• TASK PROMPT:
Copy each line of the entries below that contains the string "clock".

═════ TASK INPUT

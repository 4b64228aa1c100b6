//! World — owns every piece of mutable scheduler state.
//!
//! A single [`World`] bundles the phase registry, the system arena, every
//! materialized pipeline, the current pipeline, the frame clock, and the
//! worker pool. The current pipeline is effectively a singleton per world;
//! modeled here as a field rather than a process-wide global, with the
//! world threaded explicitly through every call.

use std::collections::HashMap;
use std::sync::Mutex;
use std::thread::ThreadId;

use crate::ecs::clock::FrameClock;
use crate::ecs::entity::{Entity, EntityAllocator};
use crate::ecs::phase::{PhaseId, PhaseRegistry};
use crate::ecs::pipeline::Pipeline;
use crate::ecs::registry::SystemRegistry;
use crate::ecs::system::{SystemBody, SystemDescriptor, SystemQuery};
use crate::ecs::worker::{SequentialWorkerPool, WorkerPool};
use crate::error::{SchedulerError, SchedulerResult};

/// Owns the scheduler state for one ECS world. Not `Clone`, not `Send` —
/// a world belongs to the thread that created it; every public method
/// checks for that (`InvalidFromWorker`).
pub struct World {
    owner_thread: ThreadId,
    allocator: EntityAllocator,
    phases: PhaseRegistry,
    systems: SystemRegistry,
    pipelines: HashMap<Entity, Pipeline>,
    current_pipeline: Option<Entity>,
    worker_pool: Box<dyn WorkerPool>,
    clock: FrameClock,
    in_progress: bool,
    quit_requested: bool,
    /// Held between `frame_begin` and `frame_end`. Always uncontended here —
    /// `guard_from_worker` already confines every call to the owning thread
    /// — but acquiring and releasing it explicitly mirrors the source's
    /// frame_begin/frame_end pairing, and gives an embedder that later adds
    /// real worker threads a lock already in place rather than an implicit
    /// single-thread assumption to unwind.
    world_lock: Mutex<bool>,
}

impl World {
    /// A world with the ten builtin phases pre-registered, a default
    /// pipeline spanning all of them, and a sequential (no background
    /// worker threads) worker pool.
    #[must_use]
    pub fn new() -> Self {
        Self::with_worker_pool(Box::new(SequentialWorkerPool::new()))
    }

    /// A world with a caller-supplied worker pool, for embedders that do
    /// fan execution groups across background threads.
    #[must_use]
    pub fn with_worker_pool(worker_pool: Box<dyn WorkerPool>) -> Self {
        Self::bootstrap(PhaseRegistry::with_builtin_phases(), None, worker_pool)
    }

    /// A world whose phase declaration order and target FPS come from a
    /// loaded [`crate::config::PipelineConfig`], rather than the ten
    /// builtin phases.
    #[must_use]
    pub fn from_config(config: &crate::config::PipelineConfig, worker_pool: Box<dyn WorkerPool>) -> Self {
        let mut phases = PhaseRegistry::new();
        for name in &config.phases {
            phases.register_phase(name);
        }
        Self::bootstrap(phases, config.target_fps, worker_pool)
    }

    fn bootstrap(phases: PhaseRegistry, target_fps: Option<f32>, worker_pool: Box<dyn WorkerPool>) -> Self {
        let mut allocator = EntityAllocator::new();
        let default_pipeline_id = allocator.allocate();
        let mut pipelines = HashMap::new();
        pipelines.insert(default_pipeline_id, Pipeline::new(phases.phase_ids()));

        Self {
            owner_thread: std::thread::current().id(),
            allocator,
            phases,
            systems: SystemRegistry::new(),
            pipelines,
            current_pipeline: Some(default_pipeline_id),
            worker_pool,
            clock: FrameClock::new(target_fps),
            in_progress: false,
            quit_requested: false,
            world_lock: Mutex::new(false),
        }
    }

    fn world_lock_acquire(&self) -> SchedulerResult<()> {
        let mut locked = self.world_lock.lock().unwrap();
        if *locked {
            return Err(SchedulerError::InternalInconsistency(
                "world lock already held entering frame_begin".to_string(),
            ));
        }
        *locked = true;
        Ok(())
    }

    fn world_lock_release(&self) {
        *self.world_lock.lock().unwrap() = false;
    }

    fn guard_from_worker(&self) -> SchedulerResult<()> {
        if std::thread::current().id() != self.owner_thread {
            return Err(SchedulerError::InvalidFromWorker);
        }
        Ok(())
    }

    fn guard_while_iterating(&self) -> SchedulerResult<()> {
        if self.in_progress {
            return Err(SchedulerError::InvalidWhileIterating);
        }
        Ok(())
    }

    /// No-op hook, evaluated at `pipeline_begin` in the source this crate
    /// generalizes. Nothing in this scheduler's scope currently populates
    /// component monitors, so there is nothing to evaluate; kept as an
    /// explicit call site rather than silently dropped, so a future
    /// monitor facility has somewhere to hook in.
    fn eval_component_monitors(&mut self) {}

    /// Register a phase by name (idempotent — see [`PhaseRegistry::register_phase`]).
    pub fn register_phase(&mut self, name: &str) -> PhaseId {
        self.phases.register_phase(name)
    }

    /// Look up a previously registered phase by name.
    #[must_use]
    pub fn phase_by_name(&self, name: &str) -> Option<PhaseId> {
        self.phases.phase_by_name(name)
    }

    /// Materialize a new pipeline over `phases` — it is born the moment
    /// it's created, with `match_count_at_build` unset so its first use
    /// forces a build.
    pub fn create_pipeline(&mut self, phases: impl IntoIterator<Item = PhaseId>) -> Entity {
        let id = self.allocator.allocate();
        self.pipelines.insert(id, Pipeline::new(phases));
        id
    }

    /// Register a system, tagged with `phase`, backed by `query` and
    /// `body`. Newly registered systems start active.
    pub fn register_system(
        &mut self,
        phase: PhaseId,
        query: Box<dyn SystemQuery>,
        body: Box<dyn SystemBody>,
    ) -> SchedulerResult<Entity> {
        self.guard_from_worker()?;
        self.guard_while_iterating()?;
        let id = self.allocator.allocate();
        self.systems.insert(SystemDescriptor::new(id, phase, query, body));
        Ok(id)
    }

    /// Remove a system. A no-op if `id` is not registered.
    pub fn remove_system(&mut self, id: Entity) -> SchedulerResult<()> {
        self.guard_from_worker()?;
        self.guard_while_iterating()?;
        self.systems.remove(id);
        Ok(())
    }

    /// Enable or disable a system by the embedder's own hand, as opposed to
    /// `Inactive` (set only by the Activation Sweep). A disabled system is
    /// invisible to both pipeline queries, unlike an inactive one, which
    /// still occupies a slot in the build query. Errors if `id` is not
    /// registered.
    pub fn set_system_disabled(&mut self, id: Entity, disabled: bool) -> SchedulerResult<()> {
        self.guard_from_worker()?;
        self.guard_while_iterating()?;
        self.systems
            .get_mut(id)
            .ok_or(SchedulerError::InvalidParameter(id))?
            .set_disabled(disabled);
        Ok(())
    }

    /// Rebuild `pipeline`'s plan if its run query's match count has moved.
    /// Returns the resulting group count.
    pub fn pipeline_update(&mut self, pipeline: Entity) -> SchedulerResult<u32> {
        self.guard_from_worker()?;
        let pipeline_ref = self
            .pipelines
            .get_mut(&pipeline)
            .ok_or(SchedulerError::InvalidParameter(pipeline))?;
        pipeline_ref.update(&self.systems, &self.phases)
    }

    /// Unconditionally rebuild `pipeline`'s plan. Returns the resulting
    /// group count.
    pub fn pipeline_begin(&mut self, pipeline: Entity) -> SchedulerResult<u32> {
        self.guard_from_worker()?;
        self.eval_component_monitors();
        let pipeline_ref = self
            .pipelines
            .get_mut(&pipeline)
            .ok_or(SchedulerError::InvalidParameter(pipeline))?;
        pipeline_ref.begin(&self.systems, &self.phases)
    }

    /// No-op, paired with [`World::pipeline_begin`].
    pub fn pipeline_end(&self) {
        if let Some(pipeline_ref) = self.current_pipeline.and_then(|id| self.pipelines.get(&id)) {
            pipeline_ref.end();
        }
    }

    /// Execute one frame of `pipeline` against `delta_time`.
    pub fn pipeline_progress(&mut self, pipeline: Entity, delta_time: f32) -> SchedulerResult<()> {
        self.guard_from_worker()?;
        self.in_progress = true;

        let outcome = match self.pipelines.get_mut(&pipeline) {
            Some(pipeline_ref) => pipeline_ref.progress(
                &mut self.systems,
                &self.phases,
                &mut *self.worker_pool,
                delta_time,
            ),
            None => Err(SchedulerError::InvalidParameter(pipeline)),
        };

        self.in_progress = false;
        outcome
    }

    /// Begin a frame, returning the effective delta time. Acquires the
    /// world lock, released by the matching `frame_end`. If the clock
    /// itself errors, the lock is released before returning — there will be
    /// no matching `frame_end` to do it.
    pub fn frame_begin(&mut self, user_delta: f32) -> SchedulerResult<f32> {
        self.guard_from_worker()?;
        self.world_lock_acquire()?;
        match self.clock.frame_begin(user_delta) {
            Ok(delta) => Ok(delta),
            Err(err) => {
                self.world_lock_release();
                Err(err)
            }
        }
    }

    /// End a frame, throttling to the configured target FPS if one is set.
    /// Releases the world lock `frame_begin` acquired.
    pub fn frame_end(&mut self, delta_time: f32) {
        self.clock.frame_end(delta_time);
        self.world_lock_release();
    }

    /// Run one full tick against the current pipeline: `frame_begin`,
    /// `pipeline_progress`, `frame_end`. Returns whether the caller should
    /// keep ticking (`false` once [`World::quit`] has been called).
    pub fn progress(&mut self, user_delta: f32) -> SchedulerResult<bool> {
        self.guard_from_worker()?;

        let delta_time = self.frame_begin(user_delta)?;

        // frame_end (and the world lock release it performs) must run
        // regardless of how pipeline_progress comes back.
        let pipeline_result = match self.current_pipeline {
            Some(pipeline) => self.pipeline_progress(pipeline, delta_time),
            None => Err(SchedulerError::InternalInconsistency("no pipeline set on this world".to_string())),
        };
        self.frame_end(delta_time);
        pipeline_result?;

        Ok(!self.quit_requested)
    }

    /// Request that the next [`World::progress`] return `false`. Safe to
    /// call mid-frame — unlike every other mutating call here, this one is
    /// not blocked by an in-progress frame, since the whole point is to be
    /// callable from within a running system.
    pub fn quit(&mut self) {
        self.quit_requested = true;
    }

    /// Deactivate every system in the current pipeline's build query whose
    /// query matches zero tables.
    pub fn deactivate_systems(&mut self) -> SchedulerResult<()> {
        self.guard_from_worker()?;
        self.guard_while_iterating()?;
        if let Some(pipeline_ref) = self.current_pipeline.and_then(|id| self.pipelines.get(&id)) {
            pipeline_ref.deactivate_systems(&mut self.systems, &self.phases);
        }
        Ok(())
    }

    /// Make `pipeline` the current pipeline. Errors if `pipeline` was never
    /// created via [`World::create_pipeline`].
    pub fn set_pipeline(&mut self, pipeline: Entity) -> SchedulerResult<()> {
        self.guard_from_worker()?;
        if !self.pipelines.contains_key(&pipeline) {
            return Err(SchedulerError::InvalidParameter(pipeline));
        }
        self.current_pipeline = Some(pipeline);
        Ok(())
    }

    /// The current pipeline, if one is set.
    #[must_use]
    pub const fn get_pipeline(&self) -> Option<Entity> {
        self.current_pipeline
    }
}

impl Default for World {
    fn default() -> Self {
        Self::new()
    }
}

══════════

• SOLUTION BELOW:
//! materialized pipeline, the current pipeline, the frame clock, and the
use crate::ecs::clock::FrameClock;
    clock: FrameClock,
            clock: FrameClock::new(target_fps),
    /// world lock, released by the matching `frame_end`. If the clock
        match self.clock.frame_begin(user_delta) {
        self.clock.frame_end(delta_time);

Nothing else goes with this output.